There is an ongoing debate as to the best method of treatment for individuals with ADHD. In a two-year clinical trial on ADHD involving 103 children aged 7 to 9 years old researchers found psychosocial treatment alone may be an ineffective treatment. The children in the study were divided into three groups. The first group of children was treated with the stimulant Ritalin; the second group received Ritalin, behavioral therapy, parent training and academic assistance; and the third group received therapy in “attention control” and Ritalin. The psychosocial training involved the use of videotapes and direct interaction in an effort to teach children social skills in group settings. All of the children demonstrated improvement during the trail. However, the evidence indicated the psychosocial treatments made little difference in the outcome. The researchers concluded there was no evidence to suggest drug therapy plus psychosocial treatments provided a better outcome than drug therapy alone. The results are troubling in that there is evidence that drug therapy does not work for all individuals with ADHD.
When a child is diagnosed with ADHD the primary physician usually assumes control over the course of treatment. Although the treatment plan may include the involvement of parents, educators, psychologists and social workers, it is the primary physician who is responsible for prescribing and monitoring medication for the treatment of ADHD. The involvement of other sources of help are the most beneficial when the disorder results in unhealthy levels of family dysfunction, problems at school, or when the parents are at a loss as to how to best manage the ADHD child.
The involvement of a psychologist in ADHD cases is often beneficial in that most ADHD children suffer from psychological problems. Psychotherapy teaches children how to deal with unresolved feelings as well as how to control undesirable behaviors. Psychotherapy is beneficial in teaching ADHD children why their thought patterns and responses tend to differ from their peers. Most importantly, psychotherapy can help resolve problems between the parents and the child that arise due to family dysfunction or as a result of ADHD. Anna Freud stated the importance of psychotherapy on a family level is due to the fact that the problems of the child impact the entire family and vise versa.

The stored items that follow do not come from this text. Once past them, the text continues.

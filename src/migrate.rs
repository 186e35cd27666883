//! Versioned schema migrations.
//!
//! Migrations are an ordered list applied exactly once each, tracked in a
//! `schema_migrations` bookkeeping table. Checked at `sdoc init` (and by
//! library callers before first use), never re-probed per request.

use anyhow::Result;
use sqlx::SqlitePool;

/// Ordered schema migrations. Append only; never edit an applied entry.
const MIGRATIONS: &[(i64, &str)] = &[
    (
        1,
        r#"
        CREATE TABLE documents (
            id TEXT PRIMARY KEY,
            title TEXT NOT NULL,
            content TEXT NOT NULL DEFAULT '',
            created_by TEXT,
            created_at INTEGER NOT NULL,
            updated_at INTEGER NOT NULL,
            deleted_at INTEGER
        )
        "#,
    ),
    (
        2,
        r#"
        CREATE TABLE conversation_turns (
            id TEXT PRIMARY KEY,
            document_id TEXT NOT NULL,
            instruction TEXT NOT NULL,
            explanation TEXT NOT NULL,
            created_at INTEGER NOT NULL,
            FOREIGN KEY (document_id) REFERENCES documents(id)
        )
        "#,
    ),
    (
        3,
        r#"
        CREATE TABLE subjects (
            id TEXT PRIMARY KEY,
            title TEXT NOT NULL,
            description TEXT,
            created_by TEXT,
            created_at INTEGER NOT NULL,
            updated_at INTEGER NOT NULL,
            deleted_at INTEGER
        )
        "#,
    ),
    (
        4,
        r#"
        CREATE TABLE recordings (
            id TEXT PRIMARY KEY,
            subject_id TEXT NOT NULL,
            storage_key TEXT NOT NULL UNIQUE,
            original_name TEXT,
            file_size INTEGER NOT NULL DEFAULT 0,
            content_type TEXT NOT NULL DEFAULT 'audio/webm',
            transcript TEXT,
            created_at INTEGER NOT NULL,
            FOREIGN KEY (subject_id) REFERENCES subjects(id)
        )
        "#,
    ),
    (
        5,
        r#"
        CREATE TABLE comments (
            id TEXT PRIMARY KEY,
            subject_id TEXT NOT NULL,
            author TEXT,
            content TEXT NOT NULL,
            created_at INTEGER NOT NULL,
            FOREIGN KEY (subject_id) REFERENCES subjects(id)
        )
        "#,
    ),
    (
        6,
        r#"
        CREATE TABLE summary_versions (
            id TEXT PRIMARY KEY,
            subject_id TEXT NOT NULL,
            version INTEGER NOT NULL,
            content TEXT NOT NULL,
            transcripts_count INTEGER NOT NULL DEFAULT 0,
            comments_count INTEGER NOT NULL DEFAULT 0,
            model_used TEXT NOT NULL DEFAULT '',
            created_by TEXT,
            created_at INTEGER NOT NULL,
            is_current INTEGER NOT NULL DEFAULT 1,
            UNIQUE(subject_id, version),
            FOREIGN KEY (subject_id) REFERENCES subjects(id)
        )
        "#,
    ),
    (
        7,
        "CREATE INDEX idx_turns_document_id ON conversation_turns(document_id, created_at)",
    ),
    (
        8,
        "CREATE INDEX idx_recordings_subject_id ON recordings(subject_id, created_at)",
    ),
    (
        9,
        "CREATE INDEX idx_comments_subject_id ON comments(subject_id, created_at)",
    ),
    (
        10,
        "CREATE INDEX idx_summaries_subject_id ON summary_versions(subject_id, version DESC)",
    ),
    (
        11,
        "CREATE INDEX idx_summaries_current ON summary_versions(subject_id, is_current)",
    ),
];

/// Apply all pending migrations. Idempotent — safe to run repeatedly.
pub async fn run_migrations(pool: &SqlitePool) -> Result<()> {
    sqlx::query(
        r#"
        CREATE TABLE IF NOT EXISTS schema_migrations (
            version INTEGER PRIMARY KEY,
            applied_at INTEGER NOT NULL
        )
        "#,
    )
    .execute(pool)
    .await?;

    let applied: i64 =
        sqlx::query_scalar("SELECT COALESCE(MAX(version), 0) FROM schema_migrations")
            .fetch_one(pool)
            .await?;

    for (version, sql) in MIGRATIONS {
        if *version <= applied {
            continue;
        }
        let mut tx = pool.begin().await?;
        sqlx::query(sql).execute(&mut *tx).await?;
        sqlx::query("INSERT INTO schema_migrations (version, applied_at) VALUES (?, ?)")
            .bind(version)
            .bind(chrono::Utc::now().timestamp())
            .execute(&mut *tx)
            .await?;
        tx.commit().await?;
    }

    Ok(())
}

/// Highest applied migration version, 0 if the table is missing or empty.
pub async fn current_version(pool: &SqlitePool) -> Result<i64> {
    let version: i64 =
        sqlx::query_scalar("SELECT COALESCE(MAX(version), 0) FROM schema_migrations")
            .fetch_one(pool)
            .await
            .unwrap_or(0);
    Ok(version)
}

Most experts agree that ADHD is a biological disorder that tends to run in families. However, there is also evidence to suggest environmental and social factors play a role in the degree of ADHD symptoms experienced and exhibited. The best treatment option is still medication, although psychotherapy to treat ADHD is gaining in popularity. Children who are not diagnosed and treated are at increased risk for developing other problems in childhood and adolescence, which confirms the need for continued research on the causes, consequences, and possible treatment options for ADHD.